Doutora em Ciências Sociais PUCSP

 

Presidente do Instituto de Estudos da Complexidade

 

Por Carlos Leal

 

 

A nossa entrevistada de hoje esteve em Nova Friburgo dia 31 de maio participando do XI Congresso Médico da Região Centro-Norte Fluminense e do Centro de Estudos da APNF-Associação Psicanalítica de Nova Friburgo.  Como psicanalista se interessa e vem estudando o impacto das novas tecnologias sobre o corpo e a mente das pessoas.  Afinal, o primeiro ser humano de proveta já completou a maioridade.  Os profissionais de saúde precisam estar preparados para as novas questões e conflitos que estas pessoas trarão aos nossos consultórios.

 

Nesta entrevista que nos concedeu Terezinha Mendonça nos convida a pensar também sobre as questões éticas que o advento das biotecnologias nos apresentam pois, do contrário, aquilo que deveria servir ao homem poderá a vir a degrada-lo.

 

 

P. Você acredita que o desenvolvimento biotecnológico (fecundação em laboratório, clonagem, uso, transplantes de órgãos oriundos de outras espécies, próteses cibernéticas) ocorreu numa velocidade acima da capacidade do homem de absorve-los ?

 

1) Sim, algumas produções da biotecnociência são surpreendentes, impactantes e acontecem rápido demais, suprimindo um tempo de elaboração que seria necessário para assimilá-las. Corremos o risco de incorporá-las em estado bruto, sem uma reflexão crítica acerca dos caminhos que gostaríamos de trilhar.

 

A ausência ou encurtamento deste tempo de elaboração pode produzir  em nós, o efeito de um susto, que em psicanálise chamaríamos de efeitotraumático. Contudo, ao contrário do que se costuma pensar, um trauma nem sempre produz efeitos destrutivos. Ferenczi, um psicanalista muito próximo a Freud, falava em progressões traumáticas, ou seja, na capacidade de desenvolvermos potenciais adormecidos a partir de vivências difíceis.
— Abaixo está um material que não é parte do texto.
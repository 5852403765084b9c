//! The `markdown` URI scheme addressing a preview of a source document.

use crate::error::PreviewError;
use percent_encoding::{percent_decode_str, utf8_percent_encode, AsciiSet, CONTROLS};
use std::fmt;
use std::path::{Path, PathBuf};
use std::str::FromStr;
use url::Url;

/// Scheme of the virtual preview documents.
pub const PREVIEW_SCHEME: &str = "markdown";

const PATH_ENCODE_SET: &AsciiSet = &CONTROLS
    .add(b' ')
    .add(b'"')
    .add(b'#')
    .add(b'%')
    .add(b'<')
    .add(b'>')
    .add(b'?')
    .add(b'`')
    .add(b'{')
    .add(b'}');

/// Address of a preview, `markdown://` followed by the path of the source file.
#[derive(Debug, Clone, PartialEq, Eq, Hash)]
pub struct PreviewUri {
    path: String,
}

impl PreviewUri {
    pub fn from_path(path: impl AsRef<Path>) -> Self {
        Self {
            path: path.as_ref().to_string_lossy().into_owned(),
        }
    }

    /// Builds the preview address of a source document reported by the editor.
    ///
    /// `uri` is usually a `file://` URI, a bare path is accepted as well.
    pub fn from_document_uri(uri: &str) -> Result<Self, PreviewError> {
        match Url::parse(uri) {
            Ok(url) if url.scheme() == "file" => {
                let path = url
                    .to_file_path()
                    .map_err(|()| PreviewError::InvalidUri(uri.to_string()))?;
                Ok(Self::from_path(path))
            }
            Ok(url) if url.scheme().len() > 1 => {
                let path = percent_decode_str(url.path())
                    .decode_utf8()
                    .map_err(|_| PreviewError::InvalidUri(uri.to_string()))?;
                Ok(Self {
                    path: path.into_owned(),
                })
            }
            // Bare path, or a windows drive letter parsed as a scheme.
            _ => Ok(Self::from_path(uri)),
        }
    }

    /// Returns `true` if `uri` belongs to the preview scheme.
    pub fn is_preview_uri(uri: &str) -> bool {
        split_scheme(uri).is_some()
    }

    pub fn path(&self) -> &str {
        &self.path
    }

    /// Path of the source file on disk.
    pub fn fs_path(&self) -> PathBuf {
        PathBuf::from(&self.path)
    }
}

fn split_scheme(uri: &str) -> Option<&str> {
    let (scheme, rest) = uri.split_once(':')?;
    scheme
        .eq_ignore_ascii_case(PREVIEW_SCHEME)
        .then(|| rest.strip_prefix("//").unwrap_or(rest))
}

impl FromStr for PreviewUri {
    type Err = PreviewError;

    fn from_str(s: &str) -> Result<Self, Self::Err> {
        let encoded = split_scheme(s).ok_or_else(|| PreviewError::InvalidUri(s.to_string()))?;
        let path = percent_decode_str(encoded)
            .decode_utf8()
            .map_err(|_| PreviewError::InvalidUri(s.to_string()))?;
        if path.is_empty() {
            return Err(PreviewError::InvalidUri(s.to_string()));
        }
        Ok(Self {
            path: path.into_owned(),
        })
    }
}

impl fmt::Display for PreviewUri {
    fn fmt(&self, f: &mut fmt::Formatter<'_>) -> fmt::Result {
        write!(
            f,
            "{PREVIEW_SCHEME}://{}",
            utf8_percent_encode(&self.path, PATH_ENCODE_SET)
        )
    }
}
use serde::de::DeserializeOwned;
use serde::{Deserialize, Deserializer, Serialize, Serializer};
use serde_json::Value;

/// Request ID
#[derive(Debug, PartialEq, Eq, Clone, Hash, Deserialize, Serialize)]
#[serde(untagged)]
pub enum Id {
    Null,
    Num(u64),
    Str(String),
}

impl std::fmt::Display for Id {
    fn fmt(&self, f: &mut std::fmt::Formatter<'_>) -> std::fmt::Result {
        match self {
            Id::Null => f.write_str("null"),
            Id::Num(num) => write!(f, "{num}"),
            Id::Str(string) => f.write_str(string),
        }
    }
}

/// Protocol Version, only `"2.0"` is accepted.
#[derive(Debug, PartialEq, Eq, Clone, Copy, Hash, Deserialize, Serialize)]
pub enum Version {
    #[serde(rename = "2.0")]
    V2,
}

#[derive(Clone, Debug, PartialEq, Eq, Deserialize, Serialize)]
#[serde(deny_unknown_fields)]
pub struct RpcRequest {
    #[serde(skip_serializing_if = "Option::is_none")]
    pub jsonrpc: Option<Version>,
    pub id: Id,
    pub method: String,
    #[serde(default = "default_params", skip_serializing_if = "Params::is_none")]
    pub params: Params,
}

#[derive(Clone, Debug, PartialEq, Eq, Deserialize, Serialize)]
#[serde(deny_unknown_fields)]
pub struct RpcNotification {
    #[serde(skip_serializing_if = "Option::is_none")]
    pub jsonrpc: Option<Version>,
    pub method: String,
    #[serde(default = "default_params", skip_serializing_if = "Params::is_none")]
    pub params: Params,
}

fn default_params() -> Params {
    Params::None
}

/// Message type through the stdio channel.
#[derive(Clone, Debug, PartialEq, Eq, Deserialize, Serialize)]
#[serde(untagged)]
pub enum RpcMessage {
    /// RPC request initiated from the editor.
    Request(RpcRequest),
    /// RPC notification initiated from the editor.
    Notification(RpcNotification),
    /// Response of a request initiated from our side.
    Response(RpcResponse),
}

/// Successful response
#[derive(Debug, PartialEq, Eq, Clone, Serialize, Deserialize)]
#[serde(deny_unknown_fields)]
pub struct Success {
    #[serde(skip_serializing_if = "Option::is_none")]
    pub jsonrpc: Option<Version>,
    pub result: Value,
    pub id: Id,
}

/// Unsuccessful response
#[derive(Debug, PartialEq, Eq, Clone, Serialize, Deserialize)]
#[serde(deny_unknown_fields)]
pub struct Failure {
    #[serde(skip_serializing_if = "Option::is_none")]
    pub jsonrpc: Option<Version>,
    pub error: Error,
    pub id: Id,
}

/// JSONRPC error code
#[derive(Debug, PartialEq, Eq, Clone)]
pub enum ErrorCode {
    ParseError,
    InvalidRequest,
    MethodNotFound,
    InvalidParams,
    InternalError,
    /// Reserved for implementation-defined server-errors.
    ServerError(i64),
}

impl ErrorCode {
    pub fn code(&self) -> i64 {
        match *self {
            Self::ParseError => -32700,
            Self::InvalidRequest => -32600,
            Self::MethodNotFound => -32601,
            Self::InvalidParams => -32602,
            Self::InternalError => -32603,
            Self::ServerError(code) => code,
        }
    }

    pub fn description(&self) -> &'static str {
        match *self {
            Self::ParseError => "Parse error",
            Self::InvalidRequest => "Invalid request",
            Self::MethodNotFound => "Method not found",
            Self::InvalidParams => "Invalid params",
            Self::InternalError => "Internal error",
            Self::ServerError(_) => "Server error",
        }
    }
}

impl From<i64> for ErrorCode {
    fn from(code: i64) -> Self {
        match code {
            -32700 => Self::ParseError,
            -32600 => Self::InvalidRequest,
            -32601 => Self::MethodNotFound,
            -32602 => Self::InvalidParams,
            -32603 => Self::InternalError,
            code => Self::ServerError(code),
        }
    }
}

impl<'a> Deserialize<'a> for ErrorCode {
    fn deserialize<D>(deserializer: D) -> Result<ErrorCode, D::Error>
    where
        D: Deserializer<'a>,
    {
        let code: i64 = Deserialize::deserialize(deserializer)?;
        Ok(ErrorCode::from(code))
    }
}

impl Serialize for ErrorCode {
    fn serialize<S>(&self, serializer: S) -> Result<S::Ok, S::Error>
    where
        S: Serializer,
    {
        serializer.serialize_i64(self.code())
    }
}

/// Error object of a [`Failure`] response.
#[derive(Debug, PartialEq, Eq, Clone, Serialize, Deserialize)]
#[serde(deny_unknown_fields)]
pub struct Error {
    pub code: ErrorCode,
    pub message: String,
    #[serde(skip_serializing_if = "Option::is_none")]
    pub data: Option<Value>,
}

impl Error {
    pub fn new(code: ErrorCode) -> Self {
        Self {
            message: code.description().to_string(),
            code,
            data: None,
        }
    }

    pub fn method_not_found(method: &str) -> Self {
        Self {
            code: ErrorCode::MethodNotFound,
            message: format!("Method not found: {method}"),
            data: None,
        }
    }

    pub fn invalid_params(message: impl Into<String>) -> Self {
        Self {
            code: ErrorCode::InvalidParams,
            message: message.into(),
            data: None,
        }
    }

    pub fn internal_error(message: impl Into<String>) -> Self {
        Self {
            code: ErrorCode::InternalError,
            message: message.into(),
            data: None,
        }
    }
}

impl std::fmt::Display for Error {
    fn fmt(&self, f: &mut std::fmt::Formatter) -> std::fmt::Result {
        write!(f, "{}: {}", self.code.description(), self.message)
    }
}

impl std::error::Error for Error {}

#[derive(Debug, PartialEq, Eq, Clone, Deserialize, Serialize)]
#[serde(untagged)]
pub enum RpcResponse {
    Success(Success),
    Failure(Failure),
}

impl RpcResponse {
    /// Returns the correlation id.
    pub fn id(&self) -> &Id {
        match self {
            Self::Success(s) => &s.id,
            Self::Failure(f) => &f.id,
        }
    }
}

/// Request parameters
#[derive(Debug, PartialEq, Eq, Clone, Serialize, Deserialize)]
#[serde(untagged)]
pub enum Params {
    None,
    Array(Vec<Value>),
    Map(serde_json::Map<String, Value>),
}

impl Params {
    /// Parse incoming `Params` into expected types.
    pub fn parse<D>(self) -> Result<D, Error>
    where
        D: DeserializeOwned,
    {
        let value: Value = self.into();
        serde_json::from_value(value).map_err(|e| Error::invalid_params(format!("Invalid params: {e}.")))
    }

    pub fn is_none(&self) -> bool {
        matches!(self, Self::None)
    }
}

impl From<Params> for Value {
    fn from(params: Params) -> Value {
        match params {
            Params::Array(vec) => Value::Array(vec),
            Params::Map(map) => Value::Object(map),
            Params::None => Value::Null,
        }
    }
}

impl From<Value> for Params {
    fn from(value: Value) -> Self {
        match value {
            Value::Null => Self::None,
            Value::Array(vec) => Self::Array(vec),
            Value::Object(map) => Self::Map(map),
            other => Self::Array(vec![other]),
        }
    }
}

#[cfg(test)]
mod tests {
    use super::*;

    #[test]
    fn request_and_notification_are_told_apart() {
        let request: RpcMessage = serde_json::from_str(
            r#"{"jsonrpc":"2.0","id":1,"method":"markdown/provideContent","params":{"uri":"markdown:///a.md"}}"#,
        )
        .unwrap();
        assert!(matches!(request, RpcMessage::Request(ref r) if r.id == Id::Num(1)));

        let notification: RpcMessage =
            serde_json::from_str(r#"{"method":"workspace/didChangeConfiguration"}"#).unwrap();
        match notification {
            RpcMessage::Notification(n) => {
                assert_eq!(n.method, "workspace/didChangeConfiguration");
                assert!(n.params.is_none());
            }
            other => panic!("expected notification, got {other:?}"),
        }
    }

    #[test]
    fn response_failure_round_trips_error_code() {
        let failure: RpcMessage = serde_json::from_str(
            r#"{"jsonrpc":"2.0","id":3,"error":{"code":-32601,"message":"nope"}}"#,
        )
        .unwrap();
        match failure {
            RpcMessage::Response(RpcResponse::Failure(f)) => {
                assert_eq!(f.error.code, ErrorCode::MethodNotFound);
                assert_eq!(f.id, Id::Num(3));
            }
            other => panic!("expected failure, got {other:?}"),
        }
    }

    #[test]
    fn params_parse_reports_invalid_params() {
        #[derive(Debug, Deserialize)]
        struct UriParams {
            #[allow(unused)]
            uri: String,
        }

        let params = Params::from(serde_json::json!({"path": "/a.md"}));
        let err = params.parse::<UriParams>().unwrap_err();
        assert_eq!(err.code, ErrorCode::InvalidParams);
        assert!(err.message.starts_with("Invalid params: missing field `uri`"));
    }

    #[test]
    fn scalar_value_becomes_single_element_array() {
        assert_eq!(
            Params::from(serde_json::json!("markdown")),
            Params::Array(vec![Value::String("markdown".into())])
        );
        assert_eq!(Params::from(Value::Null), Params::None);
    }
}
Tudo dependerá de como seremos capazes de lidar com elas, experimentando-as como algo que nosimpulsiona e que nos faz crescer ou sucumbindo a elas.

 

Penso que não devemos ficar reféns da tecnociência. Ela é uma criação do Homem e deve ser colocada a seu serviço, na intenção de melhorar as condições de vida de um maior número possível de pessoas. Para que isto seja possível, é fundamental que possamos produzir este tempo de elaboração, favorecendo o debate público, democratizando as informações e criando espaços de discussão nas comunidades, nos serviços públicos  hospitalares, nas escolas, etc…

 

 

P. Até há bem pouco tempo chamávamos de “produção independente” à procriação sem casamento.  Em tempos da barriga de aluguel o conceito se expandiu pois nem mesmo gerar o filho no próprio ventre é necessário.  A relação homem-mulher é uma prática ultrapassada ?

 

2) A relação homem-mulher nunca será uma prática ultrapassada. Ela se tranforma e o que poderá vir a ser ultrapassado é a ligação intrínseca entre sexo e procriação. A revolução produzida pelos anti-concepcionais abriu espaço para a vida sexual com ausência filhos. Já a medicina da procriação retira a concepção do contexto erótico para inserí-la no contexto médico-hospitalar.Não é mais necessário que haja uma relação sexual para que um bebê venha ao mundo. É um novo conceito, sem dúvida, que traz modificações profundas nas escolhas possíveis de cada indivíduo. A reprodução humana tornou-se algo muito mais pragmático. Em princípio, pode-se planejar o sexo dos filhos, conceber em idade avançada, congelar óvulos e espermatozóides para alguma eventualidade futura etc…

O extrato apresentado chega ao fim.